#### Task directions
Collect every line in the records below that contains the word "exit".

──────── Task material

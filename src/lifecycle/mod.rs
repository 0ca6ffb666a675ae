//! Lifecycle management subsystem.
//!
//! # Data Flow
//! ```text
//! Startup (startup.rs):
//!     Load config + overlay → Validate → Build RPC client, APIs, orchestrator
//!
//! Signals (signals.rs):
//!     SIGTERM/SIGINT → Shutdown::trigger
//!
//! Shutdown (shutdown.rs):
//!     trigger → every driver's select! wakes → in-flight cycle dropped → exit
//! ```
//!
//! # Design Decisions
//! - Fail fast: any startup error is fatal and maps to exit status 2
//! - Dropping an in-flight cycle releases its UTXO reservations

pub mod shutdown;
pub mod signals;
pub mod startup;

pub use shutdown::Shutdown;
pub use signals::spawn_signal_handler;
pub use startup::{build_runtime, load_and_validate, Runtime, StartupError};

────────────────

#### Solution to the problem
//!     trigger → every driver's select! wakes → in-flight cycle dropped → exit
//! - Fail fast: any startup error is fatal and maps to exit status 2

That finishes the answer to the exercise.